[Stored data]
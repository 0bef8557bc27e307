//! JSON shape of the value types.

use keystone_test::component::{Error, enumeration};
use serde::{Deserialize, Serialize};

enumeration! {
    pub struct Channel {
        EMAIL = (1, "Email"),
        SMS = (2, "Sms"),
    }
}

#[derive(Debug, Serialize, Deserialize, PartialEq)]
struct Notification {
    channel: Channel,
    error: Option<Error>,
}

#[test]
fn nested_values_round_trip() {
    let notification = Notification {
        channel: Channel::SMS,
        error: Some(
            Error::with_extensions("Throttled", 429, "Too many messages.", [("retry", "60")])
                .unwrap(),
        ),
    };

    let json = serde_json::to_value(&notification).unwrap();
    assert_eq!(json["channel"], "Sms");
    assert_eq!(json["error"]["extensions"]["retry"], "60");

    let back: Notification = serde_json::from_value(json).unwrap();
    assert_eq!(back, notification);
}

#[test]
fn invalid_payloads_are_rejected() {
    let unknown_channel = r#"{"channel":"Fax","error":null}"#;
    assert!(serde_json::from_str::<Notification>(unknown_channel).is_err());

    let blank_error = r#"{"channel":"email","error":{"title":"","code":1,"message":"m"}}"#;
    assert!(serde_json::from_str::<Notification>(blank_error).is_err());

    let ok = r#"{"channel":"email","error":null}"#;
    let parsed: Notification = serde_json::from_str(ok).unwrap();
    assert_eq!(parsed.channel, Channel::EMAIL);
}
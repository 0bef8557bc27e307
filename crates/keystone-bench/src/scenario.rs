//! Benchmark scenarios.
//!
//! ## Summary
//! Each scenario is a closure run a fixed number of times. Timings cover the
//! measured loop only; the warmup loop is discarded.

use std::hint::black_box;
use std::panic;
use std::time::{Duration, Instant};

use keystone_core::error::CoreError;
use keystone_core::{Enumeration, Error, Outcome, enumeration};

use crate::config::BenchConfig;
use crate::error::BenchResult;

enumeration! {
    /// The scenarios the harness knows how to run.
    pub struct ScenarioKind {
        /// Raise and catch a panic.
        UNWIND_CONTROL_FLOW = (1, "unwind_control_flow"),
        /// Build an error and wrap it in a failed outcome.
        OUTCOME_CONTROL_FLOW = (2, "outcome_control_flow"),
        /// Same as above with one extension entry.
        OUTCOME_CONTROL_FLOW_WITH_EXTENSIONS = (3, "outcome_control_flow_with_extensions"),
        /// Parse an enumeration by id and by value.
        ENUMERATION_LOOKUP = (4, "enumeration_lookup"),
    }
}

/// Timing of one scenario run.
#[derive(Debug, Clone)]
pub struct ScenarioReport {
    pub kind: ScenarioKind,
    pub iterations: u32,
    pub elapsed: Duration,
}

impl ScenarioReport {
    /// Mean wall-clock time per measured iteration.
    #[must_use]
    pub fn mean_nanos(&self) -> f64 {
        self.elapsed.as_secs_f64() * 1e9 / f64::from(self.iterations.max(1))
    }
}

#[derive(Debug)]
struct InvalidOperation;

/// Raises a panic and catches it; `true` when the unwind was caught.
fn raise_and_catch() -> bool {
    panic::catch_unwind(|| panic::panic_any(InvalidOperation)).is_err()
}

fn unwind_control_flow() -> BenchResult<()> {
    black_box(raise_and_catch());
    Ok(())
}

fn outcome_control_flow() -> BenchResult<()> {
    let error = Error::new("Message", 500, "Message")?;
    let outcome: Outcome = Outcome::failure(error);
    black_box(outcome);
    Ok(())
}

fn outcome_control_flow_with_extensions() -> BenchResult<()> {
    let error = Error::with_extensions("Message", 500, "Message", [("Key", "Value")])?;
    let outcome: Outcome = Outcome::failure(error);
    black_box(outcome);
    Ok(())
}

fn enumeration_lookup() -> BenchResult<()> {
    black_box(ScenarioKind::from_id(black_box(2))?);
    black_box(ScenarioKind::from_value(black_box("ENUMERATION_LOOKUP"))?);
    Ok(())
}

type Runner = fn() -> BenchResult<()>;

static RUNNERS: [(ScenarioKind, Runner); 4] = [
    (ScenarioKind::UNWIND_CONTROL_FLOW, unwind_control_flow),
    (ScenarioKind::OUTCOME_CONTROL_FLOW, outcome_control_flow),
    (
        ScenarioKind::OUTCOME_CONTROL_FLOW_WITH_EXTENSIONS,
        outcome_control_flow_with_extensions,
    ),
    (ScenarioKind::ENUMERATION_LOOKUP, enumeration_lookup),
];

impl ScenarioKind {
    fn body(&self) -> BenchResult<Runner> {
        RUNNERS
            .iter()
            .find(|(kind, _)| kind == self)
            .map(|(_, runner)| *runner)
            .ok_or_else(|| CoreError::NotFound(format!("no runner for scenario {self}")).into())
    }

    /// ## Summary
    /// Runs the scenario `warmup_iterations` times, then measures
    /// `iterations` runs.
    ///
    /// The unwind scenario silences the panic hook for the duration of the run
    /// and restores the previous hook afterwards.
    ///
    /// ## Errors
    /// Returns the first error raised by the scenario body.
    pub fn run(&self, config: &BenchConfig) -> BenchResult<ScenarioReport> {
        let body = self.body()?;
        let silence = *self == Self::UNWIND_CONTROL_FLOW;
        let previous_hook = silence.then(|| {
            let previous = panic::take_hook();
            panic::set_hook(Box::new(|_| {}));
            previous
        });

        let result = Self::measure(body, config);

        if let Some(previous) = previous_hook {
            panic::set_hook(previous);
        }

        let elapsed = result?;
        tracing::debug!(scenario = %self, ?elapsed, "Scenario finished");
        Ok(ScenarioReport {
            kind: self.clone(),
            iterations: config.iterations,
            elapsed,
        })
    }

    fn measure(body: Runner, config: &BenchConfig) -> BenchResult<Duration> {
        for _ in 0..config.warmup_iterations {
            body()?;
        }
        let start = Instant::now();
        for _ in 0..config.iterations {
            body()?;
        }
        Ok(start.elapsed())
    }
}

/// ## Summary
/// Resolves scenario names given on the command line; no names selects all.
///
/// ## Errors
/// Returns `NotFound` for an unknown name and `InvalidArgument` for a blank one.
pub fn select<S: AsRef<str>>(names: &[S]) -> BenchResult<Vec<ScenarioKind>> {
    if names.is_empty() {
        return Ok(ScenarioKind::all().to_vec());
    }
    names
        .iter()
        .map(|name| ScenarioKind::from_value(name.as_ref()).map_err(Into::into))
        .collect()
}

* * *

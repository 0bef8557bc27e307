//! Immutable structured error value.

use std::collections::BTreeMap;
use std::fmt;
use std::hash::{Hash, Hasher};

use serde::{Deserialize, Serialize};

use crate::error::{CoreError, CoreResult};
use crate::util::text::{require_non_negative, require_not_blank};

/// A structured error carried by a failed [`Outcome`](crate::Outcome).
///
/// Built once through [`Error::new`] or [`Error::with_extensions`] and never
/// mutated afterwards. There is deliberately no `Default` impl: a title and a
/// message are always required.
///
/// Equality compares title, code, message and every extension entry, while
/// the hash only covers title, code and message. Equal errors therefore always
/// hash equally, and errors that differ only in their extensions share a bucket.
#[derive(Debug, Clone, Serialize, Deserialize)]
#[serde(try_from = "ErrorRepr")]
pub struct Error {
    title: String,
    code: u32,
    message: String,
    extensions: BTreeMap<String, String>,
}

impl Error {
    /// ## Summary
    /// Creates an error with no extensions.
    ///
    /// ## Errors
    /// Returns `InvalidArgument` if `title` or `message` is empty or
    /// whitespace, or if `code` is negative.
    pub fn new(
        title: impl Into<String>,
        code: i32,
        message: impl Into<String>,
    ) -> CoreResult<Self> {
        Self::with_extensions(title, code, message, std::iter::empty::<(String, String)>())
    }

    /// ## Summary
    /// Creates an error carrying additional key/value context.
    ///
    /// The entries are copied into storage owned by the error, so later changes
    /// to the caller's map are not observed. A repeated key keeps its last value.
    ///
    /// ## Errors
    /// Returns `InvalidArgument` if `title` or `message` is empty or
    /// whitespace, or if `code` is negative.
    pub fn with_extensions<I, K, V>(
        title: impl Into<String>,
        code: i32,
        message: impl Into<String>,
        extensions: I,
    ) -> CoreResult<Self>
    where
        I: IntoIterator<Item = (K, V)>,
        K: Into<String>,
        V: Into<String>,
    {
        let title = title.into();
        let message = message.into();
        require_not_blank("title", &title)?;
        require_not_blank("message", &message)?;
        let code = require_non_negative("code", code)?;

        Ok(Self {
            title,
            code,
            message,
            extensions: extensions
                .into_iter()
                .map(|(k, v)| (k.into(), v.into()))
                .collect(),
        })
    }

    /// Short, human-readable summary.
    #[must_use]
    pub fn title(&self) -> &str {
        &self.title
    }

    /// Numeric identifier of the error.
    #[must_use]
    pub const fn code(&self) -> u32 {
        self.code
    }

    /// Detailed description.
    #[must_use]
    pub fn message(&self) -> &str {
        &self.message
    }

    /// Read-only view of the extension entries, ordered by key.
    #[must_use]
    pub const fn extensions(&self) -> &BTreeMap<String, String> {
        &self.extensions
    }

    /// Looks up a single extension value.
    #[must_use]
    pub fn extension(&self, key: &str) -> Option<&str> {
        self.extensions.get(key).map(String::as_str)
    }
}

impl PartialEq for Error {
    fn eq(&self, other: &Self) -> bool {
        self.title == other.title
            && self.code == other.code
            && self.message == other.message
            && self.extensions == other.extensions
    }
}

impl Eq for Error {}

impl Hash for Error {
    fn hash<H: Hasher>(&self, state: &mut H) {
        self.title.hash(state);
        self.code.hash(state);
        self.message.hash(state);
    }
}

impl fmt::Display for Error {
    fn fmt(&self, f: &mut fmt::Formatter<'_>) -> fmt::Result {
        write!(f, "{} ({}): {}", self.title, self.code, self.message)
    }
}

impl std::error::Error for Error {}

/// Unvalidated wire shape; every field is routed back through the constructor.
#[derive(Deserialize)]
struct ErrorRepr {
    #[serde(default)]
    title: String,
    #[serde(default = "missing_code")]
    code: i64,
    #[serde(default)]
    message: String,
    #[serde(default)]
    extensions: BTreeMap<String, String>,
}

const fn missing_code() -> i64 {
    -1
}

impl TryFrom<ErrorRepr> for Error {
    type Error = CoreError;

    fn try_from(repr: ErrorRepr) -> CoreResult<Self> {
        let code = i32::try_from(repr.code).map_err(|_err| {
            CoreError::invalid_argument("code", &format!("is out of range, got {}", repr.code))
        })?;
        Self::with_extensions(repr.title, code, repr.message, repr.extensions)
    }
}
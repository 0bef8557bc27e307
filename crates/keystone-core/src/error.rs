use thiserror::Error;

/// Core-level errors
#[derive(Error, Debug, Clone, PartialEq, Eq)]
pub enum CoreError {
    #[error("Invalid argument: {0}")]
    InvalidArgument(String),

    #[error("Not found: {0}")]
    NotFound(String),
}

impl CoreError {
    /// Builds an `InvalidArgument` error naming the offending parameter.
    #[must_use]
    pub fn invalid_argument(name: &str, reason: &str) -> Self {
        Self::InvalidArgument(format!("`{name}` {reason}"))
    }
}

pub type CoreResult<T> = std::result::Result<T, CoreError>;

* * *

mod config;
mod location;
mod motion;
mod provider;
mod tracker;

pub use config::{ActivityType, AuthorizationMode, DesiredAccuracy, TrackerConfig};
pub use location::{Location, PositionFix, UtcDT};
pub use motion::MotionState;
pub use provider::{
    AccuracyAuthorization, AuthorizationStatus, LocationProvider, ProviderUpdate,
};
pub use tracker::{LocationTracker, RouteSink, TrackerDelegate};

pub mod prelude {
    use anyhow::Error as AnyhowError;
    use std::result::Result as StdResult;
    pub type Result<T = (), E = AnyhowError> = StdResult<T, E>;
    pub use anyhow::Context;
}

WORK REQUEST: Your task is to copy each line of the data above that holds "elapsed".

EXERCISE OUTPUT:
    pub elapsed: Duration,
        self.elapsed.as_secs_f64() * 1e9 / f64::from(self.iterations.max(1))
        let elapsed = result?;
        tracing::debug!(scenario = %self, ?elapsed, "Scenario finished");
            elapsed,
        Ok(start.elapsed())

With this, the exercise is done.